### [Dataset]
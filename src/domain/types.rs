//! Shared domain types.
//!
//! These types are intentionally kept lightweight and serializable so they can be:
//!
//! - passed from the core (alignment + detection) to the presentation layer
//! - exported to JSON/CSV
//! - reloaded later for overlays on other charts

use std::path::PathBuf;
use std::time::Duration;

use chrono::NaiveDate;
use clap::ValueEnum;
use serde::{Deserialize, Serialize};

use crate::error::CoreError;

/// Effective federal funds rate (monthly, percent).
pub const FEDFUNDS: &str = "FEDFUNDS";
/// 30-year fixed mortgage average (weekly, percent).
pub const MORTGAGE30US: &str = "MORTGAGE30US";
/// Bank prime loan rate (daily, percent).
pub const DPRIME: &str = "DPRIME";
/// Credit card delinquency rate (quarterly, percent).
pub const DRCCLACBS: &str = "DRCCLACBS";
/// Consumer loan delinquency rate (quarterly, percent).
pub const DRCLACBS: &str = "DRCLACBS";
/// Single-family residential mortgage delinquency rate (quarterly, percent).
pub const DRSFRMACBS: &str = "DRSFRMACBS";
/// Retail sales excluding food services (monthly, $M).
pub const RSXFS: &str = "RSXFS";
/// Personal consumption expenditures (monthly, $B).
pub const PCE: &str = "PCE";

/// The series the cycle detector runs on.
pub const POLICY_RATE: &str = FEDFUNDS;

/// A single raw reading. Dates need not be month-aligned.
#[derive(Debug, Clone, Copy, PartialEq, Serialize, Deserialize)]
pub struct Observation {
    pub date: NaiveDate,
    pub value: f64,
}

impl Observation {
    pub fn new(date: NaiveDate, value: f64) -> Self {
        Self { date, value }
    }
}

/// A series as delivered by a data source: irregular, possibly sparse.
#[derive(Debug, Clone, PartialEq, Serialize, Deserialize)]
pub struct RawSeries {
    pub id: String,
    pub observations: Vec<Observation>,
}

impl RawSeries {
    pub fn new(id: impl Into<String>, observations: Vec<Observation>) -> Self {
        Self {
            id: id.into(),
            observations,
        }
    }

    pub fn empty(id: impl Into<String>) -> Self {
        Self::new(id, Vec::new())
    }

    pub fn from_pairs(id: impl Into<String>, pairs: impl IntoIterator<Item = (NaiveDate, f64)>) -> Self {
        Self::new(
            id,
            pairs
                .into_iter()
                .map(|(date, value)| Observation::new(date, value))
                .collect(),
        )
    }

    pub fn len(&self) -> usize {
        self.observations.len()
    }

    pub fn is_empty(&self) -> bool {
        self.observations.is_empty()
    }
}

/// One month of an aligned series. `value` is `None` before the series' first
/// observation; it is never zero-filled.
#[derive(Debug, Clone, Copy, PartialEq, Serialize, Deserialize)]
pub struct MonthlyPoint {
    pub date: NaiveDate,
    pub value: Option<f64>,
}

/// A series resampled onto a month-start timeline.
#[derive(Debug, Clone, PartialEq, Serialize, Deserialize)]
pub struct MonthlySeries {
    pub id: String,
    pub points: Vec<MonthlyPoint>,
}

impl MonthlySeries {
    pub fn new(id: impl Into<String>, points: Vec<MonthlyPoint>) -> Self {
        Self {
            id: id.into(),
            points,
        }
    }

    /// Build a fully-populated series from consecutive values starting at `first`.
    pub fn from_values(id: impl Into<String>, first: NaiveDate, values: &[f64]) -> Self {
        let points = values
            .iter()
            .enumerate()
            .map(|(i, &v)| MonthlyPoint {
                date: crate::resample::add_months(first, i as i32),
                value: Some(v),
            })
            .collect();
        Self::new(id, points)
    }

    pub fn len(&self) -> usize {
        self.points.len()
    }

    pub fn is_empty(&self) -> bool {
        self.points.is_empty()
    }

    /// True when no month carries a value.
    pub fn has_no_values(&self) -> bool {
        self.points.iter().all(|p| p.value.is_none())
    }

    /// Latest known value at or before `date`.
    pub fn value_asof(&self, date: NaiveDate) -> Option<f64> {
        self.points
            .iter()
            .take_while(|p| p.date <= date)
            .filter_map(|p| p.value)
            .last()
    }

    /// Values in the half-open date window `(after, through]`.
    pub fn values_between(&self, after: NaiveDate, through: NaiveDate) -> Vec<f64> {
        self.points
            .iter()
            .filter(|p| p.date > after && p.date <= through)
            .filter_map(|p| p.value)
            .collect()
    }
}

/// One contiguous easing episode in the policy rate.
///
/// `index` is the recency rank (0 = most recent). `end` is `None` while the
/// episode is still running at the end of the data.
#[derive(Debug, Clone, Copy, PartialEq, Eq, Serialize, Deserialize)]
pub struct Cycle {
    pub index: usize,
    pub start: NaiveDate,
    pub end: Option<NaiveDate>,
}

impl Cycle {
    pub fn is_open(&self) -> bool {
        self.end.is_none()
    }

    /// Date-range intersection; open cycles extend indefinitely.
    pub fn overlaps(&self, other: &Cycle) -> bool {
        let a_end = self.end.unwrap_or(NaiveDate::MAX);
        let b_end = other.end.unwrap_or(NaiveDate::MAX);
        self.start <= b_end && other.start <= a_end
    }

    /// Chart label, e.g. `Cut 1 (Sep 2024)`.
    pub fn label(&self) -> String {
        format!("Cut {} ({})", self.index + 1, self.start.format("%b %Y"))
    }
}

/// The most recent cycles, exposed for overlay on every chart.
#[derive(Debug, Clone, PartialEq, Eq, Serialize, Deserialize)]
pub struct CycleSet {
    pub limit: usize,
    pub cycles: Vec<Cycle>,
}

impl CycleSet {
    pub fn len(&self) -> usize {
        self.cycles.len()
    }

    pub fn is_empty(&self) -> bool {
        self.cycles.is_empty()
    }

    pub fn iter(&self) -> std::slice::Iter<'_, Cycle> {
        self.cycles.iter()
    }

    pub fn most_recent(&self) -> Option<&Cycle> {
        self.cycles.first()
    }
}

/// Parameters of the easing detector.
#[derive(Debug, Clone, Copy, PartialEq, Serialize, Deserialize)]
pub struct DetectorConfig {
    /// Minimum month-over-month decline (series units) that counts as a cut.
    /// Strictly greater-than.
    pub drop_threshold: f64,
    /// Quiet period (calendar days since the last cut) after which a cycle closes.
    pub gap_days: i64,
}

impl DetectorConfig {
    pub const DEFAULT_DROP_THRESHOLD: f64 = 0.05;
    pub const DEFAULT_GAP_DAYS: i64 = 180;
    /// Longest calendar month; a tolerance below one step cannot separate episodes.
    pub const MIN_GAP_DAYS: i64 = 31;

    /// Threshold given in basis points, for series quoted in percent.
    pub fn with_drop_bps(bps: f64) -> Self {
        Self {
            drop_threshold: bps / 100.0,
            ..Self::default()
        }
    }

    pub fn validate(&self) -> Result<(), CoreError> {
        if !(self.drop_threshold.is_finite() && self.drop_threshold >= 0.0) {
            return Err(CoreError::InvalidConfig(format!(
                "drop threshold must be a finite, non-negative number (got {})",
                self.drop_threshold
            )));
        }
        if self.gap_days < Self::MIN_GAP_DAYS {
            return Err(CoreError::InvalidConfig(format!(
                "gap tolerance must be at least {} days (got {})",
                Self::MIN_GAP_DAYS,
                self.gap_days
            )));
        }
        Ok(())
    }
}

impl Default for DetectorConfig {
    fn default() -> Self {
        Self {
            drop_threshold: Self::DEFAULT_DROP_THRESHOLD,
            gap_days: Self::DEFAULT_GAP_DAYS,
        }
    }
}

/// Portable record of a detection run (`cuts cycles --export-cycles`).
///
/// Holds everything needed to redraw the overlays without refetching data.
#[derive(Debug, Clone, PartialEq, Serialize, Deserialize)]
pub struct CycleFile {
    pub tool: String,
    /// Data source name (`fred`, `synthetic`, ...).
    pub source: String,
    pub series_id: String,
    pub detector: DetectorConfig,
    /// Months covered by the policy series, first and last.
    pub first_month: Option<NaiveDate>,
    pub last_month: Option<NaiveDate>,
    /// Every detected cycle, most recent first.
    pub all_cycles: Vec<Cycle>,
    pub selected: CycleSet,
}

/// A series shown on a panel, with its display label.
#[derive(Debug, Clone, Copy, PartialEq, Eq)]
pub struct PanelSeries {
    pub id: &'static str,
    pub label: &'static str,
}

/// Annotated chart views over the aligned set.
#[derive(Debug, Clone, Copy, PartialEq, Eq, Hash, Serialize, Deserialize, ValueEnum)]
#[serde(rename_all = "lowercase")]
pub enum Panel {
    /// Policy, mortgage and prime rates.
    Lending,
    /// Delinquency rates against the policy rate.
    Credit,
    /// Retail sales and consumption.
    Payments,
}

impl Panel {
    pub const ALL: [Panel; 3] = [Panel::Lending, Panel::Credit, Panel::Payments];

    pub fn title(self) -> &'static str {
        match self {
            Panel::Lending => "Lending Impact",
            Panel::Credit => "Credit Risk",
            Panel::Payments => "Payment Volumes",
        }
    }

    pub fn question(self) -> &'static str {
        match self {
            Panel::Lending => "Should we reprice our loan products?",
            Panel::Credit => "Are our credit models still valid?",
            Panel::Payments => "Should we expect payment volume to shift?",
        }
    }

    pub fn series(self) -> &'static [PanelSeries] {
        match self {
            Panel::Lending => &[
                PanelSeries { id: FEDFUNDS, label: "Fed Funds Rate" },
                PanelSeries { id: MORTGAGE30US, label: "30-Yr Fixed Mortgage" },
                PanelSeries { id: DPRIME, label: "Prime Rate" },
            ],
            Panel::Credit => &[
                PanelSeries { id: DRCCLACBS, label: "Credit Card Delinquency" },
                PanelSeries { id: DRCLACBS, label: "Consumer Loan Delinquency" },
                PanelSeries { id: DRSFRMACBS, label: "SF Mortgage Delinquency" },
                PanelSeries { id: FEDFUNDS, label: "Fed Funds Rate" },
            ],
            Panel::Payments => &[
                PanelSeries { id: RSXFS, label: "Retail Sales ex. Food ($M)" },
                PanelSeries { id: PCE, label: "Personal Consumption ($B)" },
            ],
        }
    }

    /// Months shaded after each cycle start.
    pub fn window_months(self) -> u32 {
        match self {
            Panel::Lending => 12,
            Panel::Credit => 18,
            Panel::Payments => 12,
        }
    }

    /// Series sharing one y-axis; otherwise each series is scaled on its own.
    pub fn shared_axis(self) -> bool {
        !matches!(self, Panel::Payments)
    }

    /// Series whose pass-through lag is tabulated for this panel.
    pub fn lag_series(self) -> &'static [&'static str] {
        match self {
            Panel::Lending => &[MORTGAGE30US, DPRIME],
            Panel::Credit | Panel::Payments => &[],
        }
    }

    /// Series whose spending growth is tabulated for this panel.
    pub fn growth_series(self) -> &'static [&'static str] {
        match self {
            Panel::Payments => &[RSXFS, PCE],
            Panel::Lending | Panel::Credit => &[],
        }
    }
}

/// Every series id needed by `panels`, policy rate first, without duplicates.
pub fn series_ids_for(panels: &[Panel]) -> Vec<&'static str> {
    let mut ids = vec![POLICY_RATE];
    for panel in panels {
        for s in panel.series() {
            if !ids.contains(&s.id) {
                ids.push(s.id);
            }
        }
    }
    ids
}

/// A full run's configuration as understood by the pipeline.
///
/// This is derived from CLI flags (plus defaults).
#[derive(Debug, Clone)]
pub struct RunConfig {
    /// Earliest observation date requested from the source.
    pub start: NaiveDate,
    pub detector: DetectorConfig,
    /// How many recent cycles to expose.
    pub top_n: usize,
    pub panels: Vec<Panel>,

    /// Use the deterministic synthetic source instead of FRED.
    pub offline: bool,
    pub seed: u64,
    pub cache_ttl: Duration,

    pub plot: bool,
    pub plot_width: usize,
    pub plot_height: usize,

    pub export_aligned: Option<PathBuf>,
    pub export_cycles: Option<PathBuf>,
}

impl Default for RunConfig {
    fn default() -> Self {
        Self {
            start: NaiveDate::from_ymd_opt(1990, 1, 1).unwrap_or(NaiveDate::MIN),
            detector: DetectorConfig::default(),
            top_n: 3,
            panels: Panel::ALL.to_vec(),
            offline: false,
            seed: 42,
            cache_ttl: Duration::from_secs(3600),
            plot: true,
            plot_width: 100,
            plot_height: 20,
            export_aligned: None,
            export_cycles: None,
        }
    }
}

### [About this task]
Repeat exactly the lines above from the one with "sales and consumption." up to and including the one with "each cycle start.". No other line belongs in the reply.

### [Response to this exercise]
    /// Retail sales and consumption.
    Payments,
}

impl Panel {
    pub const ALL: [Panel; 3] = [Panel::Lending, Panel::Credit, Panel::Payments];

    pub fn title(self) -> &'static str {
        match self {
            Panel::Lending => "Lending Impact",
            Panel::Credit => "Credit Risk",
            Panel::Payments => "Payment Volumes",
        }
    }

    pub fn question(self) -> &'static str {
        match self {
            Panel::Lending => "Should we reprice our loan products?",
            Panel::Credit => "Are our credit models still valid?",
            Panel::Payments => "Should we expect payment volume to shift?",
        }
    }

    pub fn series(self) -> &'static [PanelSeries] {
        match self {
            Panel::Lending => &[
                PanelSeries { id: FEDFUNDS, label: "Fed Funds Rate" },
                PanelSeries { id: MORTGAGE30US, label: "30-Yr Fixed Mortgage" },
                PanelSeries { id: DPRIME, label: "Prime Rate" },
            ],
            Panel::Credit => &[
                PanelSeries { id: DRCCLACBS, label: "Credit Card Delinquency" },
                PanelSeries { id: DRCLACBS, label: "Consumer Loan Delinquency" },
                PanelSeries { id: DRSFRMACBS, label: "SF Mortgage Delinquency" },
                PanelSeries { id: FEDFUNDS, label: "Fed Funds Rate" },
            ],
            Panel::Payments => &[
                PanelSeries { id: RSXFS, label: "Retail Sales ex. Food ($M)" },
                PanelSeries { id: PCE, label: "Personal Consumption ($B)" },
            ],
        }
    }

    /// Months shaded after each cycle start.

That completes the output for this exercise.